* Stored entries:
--- --- ---
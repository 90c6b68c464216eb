//! Configuration management for the queue service
//!
//! This module handles configuration loading from environment variables and
//! TOML files, validation, default values and the per-server settings store.

pub mod app;
pub mod server;

// Re-export commonly used types
pub use app::{validate_config, AppConfig, ServerOverride, ServiceSettings};
pub use server::{ConfigStore, GameMode, ServerSettings, StaticConfigStore};
//! Common types used throughout the queue engine

use serde::{Deserialize, Serialize};
use skillratings::weng_lin::WengLinRating;
use std::str::FromStr;
use uuid::Uuid;

/// Chat platform identifier of a player
pub type PlayerId = u64;

/// Chat platform identifier of a server (guild)
pub type ServerId = u64;

/// Unique identifier for games
pub type GameId = Uuid;

/// Unique identifier for ready checks
pub type ReadyCheckId = Uuid;

/// In-game role a player queues for
#[derive(Debug, Clone, Copy, PartialEq, Eq, Hash, PartialOrd, Ord, Serialize, Deserialize)]
#[serde(rename_all = "lowercase")]
pub enum Role {
    Top,
    Jungle,
    Mid,
    Bot,
    Support,
}

impl Role {
    /// All roles in display order
    pub const ALL: [Role; 5] = [Role::Top, Role::Jungle, Role::Mid, Role::Bot, Role::Support];

    pub fn as_str(&self) -> &'static str {
        match self {
            Role::Top => "top",
            Role::Jungle => "jungle",
            Role::Mid => "mid",
            Role::Bot => "bot",
            Role::Support => "support",
        }
    }
}

impl std::fmt::Display for Role {
    fn fmt(&self, f: &mut std::fmt::Formatter<'_>) -> std::fmt::Result {
        write!(f, "{}", self.as_str())
    }
}

impl FromStr for Role {
    type Err = String;

    fn from_str(s: &str) -> Result<Self, Self::Err> {
        match s.trim().to_lowercase().as_str() {
            "top" => Ok(Role::Top),
            "jungle" | "jgl" | "jg" | "jungler" => Ok(Role::Jungle),
            "mid" | "middle" => Ok(Role::Mid),
            "bot" | "bottom" | "adc" => Ok(Role::Bot),
            "support" | "sup" | "supp" => Ok(Role::Support),
            other => Err(format!("Unknown role: {}", other)),
        }
    }
}

/// Team side in a game
#[derive(Debug, Clone, Copy, PartialEq, Eq, Hash, PartialOrd, Ord, Serialize, Deserialize)]
#[serde(rename_all = "lowercase")]
pub enum Side {
    Blue,
    Red,
}

impl Side {
    /// Sides in assignment order
    pub const ALL: [Side; 2] = [Side::Blue, Side::Red];

    pub fn opponent(&self) -> Side {
        match self {
            Side::Blue => Side::Red,
            Side::Red => Side::Blue,
        }
    }

    pub fn as_str(&self) -> &'static str {
        match self {
            Side::Blue => "blue",
            Side::Red => "red",
        }
    }
}

impl std::fmt::Display for Side {
    fn fmt(&self, f: &mut std::fmt::Formatter<'_>) -> std::fmt::Result {
        write!(f, "{}", self.as_str())
    }
}

/// Rating information for a player
#[derive(Debug, Clone, PartialEq, Serialize, Deserialize)]
pub struct PlayerRating {
    pub rating: f64,
    pub uncertainty: f64,
}

impl Default for PlayerRating {
    fn default() -> Self {
        Self {
            rating: 1500.0,
            uncertainty: 200.0,
        }
    }
}

impl From<WengLinRating> for PlayerRating {
    fn from(rating: WengLinRating) -> Self {
        Self {
            rating: rating.rating,
            uncertainty: rating.uncertainty,
        }
    }
}

impl From<PlayerRating> for WengLinRating {
    fn from(rating: PlayerRating) -> Self {
        Self {
            rating: rating.rating,
            uncertainty: rating.uncertainty,
        }
    }
}

/// Rating change information for a player after a scored game
#[derive(Debug, Clone, Serialize, Deserialize)]
pub struct RatingChange {
    pub player_id: PlayerId,
    pub old_rating: PlayerRating,
    pub new_rating: PlayerRating,
    pub won: bool,
}

/// Lifecycle status of a game
#[derive(Debug, Clone, Copy, PartialEq, Eq, Serialize, Deserialize)]
pub enum GameStatus {
    AwaitingResult,
    Scored,
    Cancelled,
}

impl std::fmt::Display for GameStatus {
    fn fmt(&self, f: &mut std::fmt::Formatter<'_>) -> std::fmt::Result {
        match self {
            GameStatus::AwaitingResult => write!(f, "AwaitingResult"),
            GameStatus::Scored => write!(f, "Scored"),
            GameStatus::Cancelled => write!(f, "Cancelled"),
        }
    }
}

/// Result reported for a finished game
#[derive(Debug, Clone, Copy, PartialEq, Eq, Serialize, Deserialize)]
pub struct GameOutcome {
    pub winner: Side,
}

/// Why a game was voided
#[derive(Debug, Clone, PartialEq, Eq, Serialize, Deserialize)]
pub enum GameCancelReason {
    /// Players agreed to void the game
    PlayersAgreed,
    /// An admin voided the game
    Admin,
    /// The external result source reported the game as void
    Remake,
}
--- --- ---
* The problem: Your answer should be the lines above that contain the word "voided", copied out.

* Exercise result:
/// Why a game was voided
    /// An admin voided the game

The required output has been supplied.